Additionally, EPCs are an easy metric to compare real estate portfolios. Using publicly available data from the Energy Performance of Buildings Register helps to analyse large portfolios and the strategy without having to visit every single asset. Management reporting and executive decision making for sustainable real estate are simplified by using the 7-band scale. Together with the clear boundaries of legislations such as the Minimum Energy Efficiency Standard (MEES), even a C-suite without building expertise can draw conclusions on their real estate portfolio.

“It is acknowledged that EPCs continue to be the main limb of both the UK and European policy when it comes to MEES, but it also serves as a reference point for green and sustainability linked financing and frameworks”, explains David Willock, Head of ESG Finance & Structuring at Lloyds Bank, a partner of UKGBC’s Advancing Net Zero Programme.

“From a lender and client perspective, EPCs remain an important tool; however, not the only and should be looked at in a broader set of considerations”, he added.
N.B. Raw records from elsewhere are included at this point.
//! CancelSubscriptionHandler - Command handler for cancelling a user's subscription.

use std::sync::Arc;

use serde_json::{json, Value};

use crate::domain::billing::{BillingError, ChangeSource, Payment, PaymentStatus, PaymentTarget};
use crate::domain::foundation::UserId;
use crate::ports::{BillingRepository, PaymentGateway};

use super::apply_lifecycle::{EffectOutcome, LifecycleApplier};

/// Page fetched when resolving a plan id from its token.
const PLAN_LOOKUP_PAGE_SIZE: u32 = 50;

/// Command to cancel the active subscription of a user.
///
/// The optional fields override what the payment row records, for rows
/// written before the gateway ids were stored.
#[derive(Debug, Clone, Default)]
pub struct CancelSubscriptionCommand {
    pub user_id: Option<String>,
    pub plan_token: Option<String>,
    pub subscription_id: Option<String>,
    pub dlocal_plan_id: Option<String>,
}

/// Result of a successful cancellation.
#[derive(Debug, Clone)]
pub struct CancelSubscriptionResult {
    pub payment: Payment,
    pub plan_id: String,
    pub subscription_id: String,
    /// Raw gateway response.
    pub gateway_response: Value,
    pub effects: Vec<EffectOutcome>,
}

/// Gateway identifiers being resolved for one cancellation.
#[derive(Debug, Default)]
struct ResolvedIds {
    plan_id: Option<String>,
    plan_token: Option<String>,
    subscription_id: Option<String>,
}

impl ResolvedIds {
    fn diagnostics(&self) -> Value {
        json!({
            "planToken": self.plan_token,
            "subscriptionId": self.subscription_id,
        })
    }
}

/// Handler for cancelling subscriptions.
///
/// Resolves the gateway plan id and subscription id from, in order: caller
/// overrides, the payment row, the user's recent rows, the gateway plan
/// listing (by token), and the gateway subscription record.
pub struct CancelSubscriptionHandler {
    repository: Arc<dyn BillingRepository>,
    gateway: Arc<dyn PaymentGateway>,
    lifecycle: LifecycleApplier,
}

impl CancelSubscriptionHandler {
    pub fn new(repository: Arc<dyn BillingRepository>, gateway: Arc<dyn PaymentGateway>) -> Self {
        Self {
            lifecycle: LifecycleApplier::new(repository.clone()),
            repository,
            gateway,
        }
    }

    pub async fn handle(
        &self,
        cmd: CancelSubscriptionCommand,
    ) -> Result<CancelSubscriptionResult, BillingError> {
        let user_id = match cmd.user_id.as_deref().map(str::trim) {
            Some(id) if !id.is_empty() => UserId::new(id)?,
            _ => return Err(BillingError::validation("user_id", "user_id is required")),
        };

        // 1. The live subscription row
        let payment = self
            .repository
            .get_active_payment_by_user(&user_id)
            .await?
            .ok_or_else(|| BillingError::not_found("Active subscription not found"))?;

        // 2. Gateway identifiers
        let ids = self.resolve_ids(&user_id, &payment, &cmd).await?;
        let subscription_id = ids.subscription_id.clone().ok_or_else(|| {
            BillingError::MissingIdentifier {
                message: "Missing subscription id/token. Pass subscription_id in body to override."
                    .to_string(),
                details: ids.diagnostics(),
            }
        })?;
        let plan_id = ids.plan_id.clone().ok_or_else(|| BillingError::MissingIdentifier {
            message: "Missing DLocal plan id".to_string(),
            details: ids.diagnostics(),
        })?;

        // 3. Deactivate on the gateway
        let gateway_response = self
            .gateway
            .cancel_subscription(&plan_id, &subscription_id)
            .await
            .map_err(|e| {
                tracing::error!(
                    user_id = %user_id,
                    plan_id = %plan_id,
                    subscription_id = %subscription_id,
                    error = %e,
                    "Gateway cancellation failed"
                );
                e.into_billing("Failed to cancel subscription in DLocal")
                    .with_details(json!({
                        "attemptedPlanId": plan_id,
                        "planToken": ids.plan_token,
                        "subscriptionId": subscription_id,
                    }))
            })?;

        // 4. Mark the row and run side effects
        let change = self
            .repository
            .set_payment_status_by_idx_or_user(&PaymentTarget::Idx(payment.idx), PaymentStatus::Cancelled)
            .await?;
        let effects = self.lifecycle.apply(&change, ChangeSource::UserCancel).await;

        tracing::info!(
            user_id = %user_id,
            payment_idx = payment.idx,
            plan_id = %plan_id,
            subscription_id = %subscription_id,
            "Subscription cancelled"
        );

        Ok(CancelSubscriptionResult {
            payment: change.payment,
            plan_id,
            subscription_id,
            gateway_response,
            effects,
        })
    }

    async fn resolve_ids(
        &self,
        user_id: &UserId,
        payment: &Payment,
        cmd: &CancelSubscriptionCommand,
    ) -> Result<ResolvedIds, BillingError> {
        let mut ids = ResolvedIds {
            plan_id: non_blank(&cmd.dlocal_plan_id)
                .or_else(|| payment.gateway_plan_id().map(String::from)),
            plan_token: non_blank(&cmd.plan_token)
                .or_else(|| payment.gateway_plan_token().map(String::from)),
            subscription_id: non_blank(&cmd.subscription_id)
                .or_else(|| payment.external_id().map(String::from)),
        };

        if ids.plan_id.is_none() || ids.subscription_id.is_none() {
            let recent = self
                .repository
                .find_plan_and_subscription_for_user(user_id)
                .await?;
            ids.plan_id = ids.plan_id.or(recent.plan_id);
            ids.subscription_id = ids.subscription_id.or(recent.subscription_id);
        }

        if ids.plan_id.is_none() {
            if let Some(token) = ids.plan_token.as_deref() {
                ids.plan_id = self.plan_id_for_token(token).await;
            }
        }

        if ids.plan_id.is_none() {
            if let Some(subscription_id) = ids.subscription_id.as_deref() {
                ids.plan_id = self.plan_id_for_subscription(subscription_id).await;
            }
        }

        Ok(ids)
    }

    async fn plan_id_for_token(&self, token: &str) -> Option<String> {
        match self.gateway.get_all_plans(1, PLAN_LOOKUP_PAGE_SIZE).await {
            Ok(page) => page
                .data
                .into_iter()
                .find(|plan| plan.plan_token.as_deref() == Some(token))
                .map(|plan| plan.id),
            Err(e) => {
                tracing::warn!(plan_token = %token, error = %e, "Plan lookup by token failed");
                None
            }
        }
    }

    async fn plan_id_for_subscription(&self, subscription_id: &str) -> Option<String> {
        match self.gateway.get_subscription(subscription_id).await {
            Ok(subscription) => subscription.plan_id,
            Err(e) => {
                tracing::warn!(subscription_id, error = %e, "Subscription lookup failed");
                None
            }
        }
    }
}

fn non_blank(value: &Option<String>) -> Option<String> {
    value
        .as_deref()
        .map(str::trim)
        .filter(|v| !v.is_empty())
        .map(String::from)
}

#[cfg(test)]
mod tests {
    use super::*;
    use crate::adapters::dlocal::MockPaymentGateway;
    use crate::adapters::memory::InMemoryBillingRepository;
    use crate::application::handlers::billing::test_fixtures::{seeded_repository, PLAN, USER};
    use crate::domain::billing::{test_support, SideEffect};
    use crate::domain::foundation::PlanId;
    use crate::ports::{GatewayError, GatewayPlan, GatewaySubscription};

    fn handler(
        repo: &InMemoryBillingRepository,
        gateway: &MockPaymentGateway,
    ) -> CancelSubscriptionHandler {
        CancelSubscriptionHandler::new(Arc::new(repo.clone()), Arc::new(gateway.clone()))
    }

    fn command() -> CancelSubscriptionCommand {
        CancelSubscriptionCommand {
            user_id: Some(USER.to_string()),
            ..Default::default()
        }
    }

    /// Completed row with the given gateway ids; user holds the plan.
    async fn subscribed(
        repo: &InMemoryBillingRepository,
        plan_id: Option<&str>,
        subscription_id: Option<&str>,
        token: Option<&str>,
    ) -> i64 {
        let mut row = test_support::payment(0, USER, PaymentStatus::Completed);
        row.dlocal_plan_id = plan_id.map(String::from);
        if let Some(sub) = subscription_id {
            row.dlo_payment_id = sub.to_string();
        }
        row.plan_token = token.map(String::from);
        repo.update_user_plan(&UserId::new(USER).unwrap(), Some(&PlanId::new(PLAN).unwrap()))
            .await
            .unwrap();
        repo.insert_raw_payment(row).await
    }

    #[tokio::test]
    async fn cancels_with_ids_from_the_row() {
        let repo = seeded_repository().await;
        let idx = subscribed(&repo, Some("4321"), Some("881"), None).await;
        let gateway = MockPaymentGateway::new();

        let result = handler(&repo, &gateway).handle(command()).await.unwrap();

        assert_eq!(gateway.calls_to("cancel_subscription"), vec![vec!["4321".to_string(), "881".to_string()]]);
        assert_eq!(result.payment.idx, idx);
        assert_eq!(result.payment.status, PaymentStatus::Cancelled);
        assert_eq!(result.effects, vec![EffectOutcome::Applied(SideEffect::ClearUserPlan)]);
        assert_eq!(repo.user(&UserId::new(USER).unwrap()).await.unwrap().plan_id, None);
    }

    #[tokio::test]
    async fn overrides_take_precedence_over_row() {
        let repo = seeded_repository().await;
        subscribed(&repo, Some("4321"), Some("881"), None).await;
        let gateway = MockPaymentGateway::new();

        let cmd = CancelSubscriptionCommand {
            subscription_id: Some("999".to_string()),
            dlocal_plan_id: Some("7777".to_string()),
            ..command()
        };
        handler(&repo, &gateway).handle(cmd).await.unwrap();

        assert_eq!(gateway.calls_to("cancel_subscription"), vec![vec!["7777".to_string(), "999".to_string()]]);
    }

    #[tokio::test]
    async fn placeholder_external_id_is_not_a_subscription_id() {
        let repo = seeded_repository().await;
        subscribed(&repo, Some("4321"), None, None).await;
        let gateway = MockPaymentGateway::new();

        let err = handler(&repo, &gateway).handle(command()).await.unwrap_err();

        match err {
            BillingError::MissingIdentifier { message, .. } => {
                assert!(message.starts_with("Missing subscription id/token"))
            }
            other => panic!("unexpected {:?}", other),
        }
        assert!(!gateway.was_called("cancel_subscription"));
    }

    #[tokio::test]
    async fn recent_rows_fill_missing_ids() {
        let repo = seeded_repository().await;
        // Older Active row with the plan id, newer Completed row with only the subscription.
        let mut legacy = test_support::payment(0, USER, PaymentStatus::Active);
        legacy.dlocal_plan_id = Some("4321".to_string());
        repo.insert_raw_payment(legacy).await;
        subscribed(&repo, None, Some("881"), None).await;
        let gateway = MockPaymentGateway::new();

        handler(&repo, &gateway).handle(command()).await.unwrap();

        assert_eq!(gateway.calls_to("cancel_subscription"), vec![vec!["4321".to_string(), "881".to_string()]]);
    }

    #[tokio::test]
    async fn plan_id_is_recovered_from_token_listing() {
        let repo = seeded_repository().await;
        subscribed(&repo, None, Some("881"), Some("tok-abc")).await;
        let gateway = MockPaymentGateway::new();
        gateway.add_plan(GatewayPlan {
            id: "5555".to_string(),
            plan_token: Some("tok-abc".to_string()),
            ..GatewayPlan::default()
        });

        handler(&repo, &gateway).handle(command()).await.unwrap();

        assert_eq!(gateway.calls_to("get_all_plans"), vec![vec!["1".to_string(), "50".to_string()]]);
        assert_eq!(gateway.calls_to("cancel_subscription")[0][0], "5555");
        assert!(!gateway.was_called("get_subscription"));
    }

    #[tokio::test]
    async fn plan_id_is_recovered_from_subscription_record() {
        let repo = seeded_repository().await;
        subscribed(&repo, None, Some("881"), None).await;
        let gateway = MockPaymentGateway::new();
        gateway.add_subscription(GatewaySubscription {
            id: "881".to_string(),
            status: Some("ACTIVE".to_string()),
            plan_id: Some("6666".to_string()),
            plan_token: None,
        });

        handler(&repo, &gateway).handle(command()).await.unwrap();

        assert_eq!(gateway.calls_to("cancel_subscription")[0][0], "6666");
    }

    #[tokio::test]
    async fn unresolved_plan_id_is_reported_with_diagnostics() {
        let repo = seeded_repository().await;
        subscribed(&repo, None, Some("881"), Some("tok-missing")).await;
        let gateway = MockPaymentGateway::new();

        let err = handler(&repo, &gateway).handle(command()).await.unwrap_err();

        match err {
            BillingError::MissingIdentifier { message, details } => {
                assert_eq!(message, "Missing DLocal plan id");
                assert_eq!(details["planToken"], "tok-missing");
                assert_eq!(details["subscriptionId"], "881");
            }
            other => panic!("unexpected {:?}", other),
        }
    }

    #[tokio::test]
    async fn gateway_rejection_embeds_upstream_error_and_attempted_ids() {
        let repo = seeded_repository().await;
        let idx = subscribed(&repo, Some("4321"), Some("881"), None).await;
        let gateway = MockPaymentGateway::new();
        gateway.set_method_error("cancel_subscription", GatewayError::api(400, "Plan is inactive"));

        let err = handler(&repo, &gateway).handle(command()).await.unwrap_err();

        match err {
            BillingError::Gateway { error, message, details, .. } => {
                assert_eq!(error, "API Error");
                assert_eq!(message, "Plan is inactive");
                assert_eq!(details.unwrap()["attemptedPlanId"], "4321");
            }
            other => panic!("unexpected {:?}", other),
        }
        assert_eq!(repo.payment(idx).await.unwrap().status, PaymentStatus::Completed);
    }

    #[tokio::test]
    async fn no_active_row_is_not_found() {
        let repo = seeded_repository().await;
        repo.insert_raw_payment(test_support::payment(0, USER, PaymentStatus::Pending))
            .await;
        let gateway = MockPaymentGateway::new();

        let err = handler(&repo, &gateway).handle(command()).await.unwrap_err();

        assert_eq!(err, BillingError::not_found("Active subscription not found"));
    }

    #[tokio::test]
    async fn user_id_is_required() {
        let repo = seeded_repository().await;
        let gateway = MockPaymentGateway::new();

        let err = handler(&repo, &gateway)
            .handle(CancelSubscriptionCommand::default())
            .await
            .unwrap_err();

        assert!(matches!(err, BillingError::ValidationFailed { .. }));
    }
}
Writing a story with only 7 letters?

A study done by Leeds Beckett University has shown that up to 62% of Energy Performance Certificates have errors in them. This discrepancy can lead to an incorrect EPC band; hence landlords may be unwittingly breaking the law by not complying with the Minimum Energy Efficiency Standard. It has been estimated that over thirty-five thousand properties are being let illegally, as their EPC is likely to be downgraded to below the minimum of EPC E if the area was accurately measured. This raises the question: is there such thing as the absolute score.

For property management, inconsistency is the main challenge of EPCs: “We can have two different assessors model the same unit and depending on several factors they can get different results, suggesting a significant variety of both standards and accuracy across this reporting generally.”, says Vicky Cotton, ESG Director at Workman. This could be due to the skill and experience of the assessor and how deep the assessor dives. So, does the assessment and classification of the energy performance of buildings remain too open to interpretation?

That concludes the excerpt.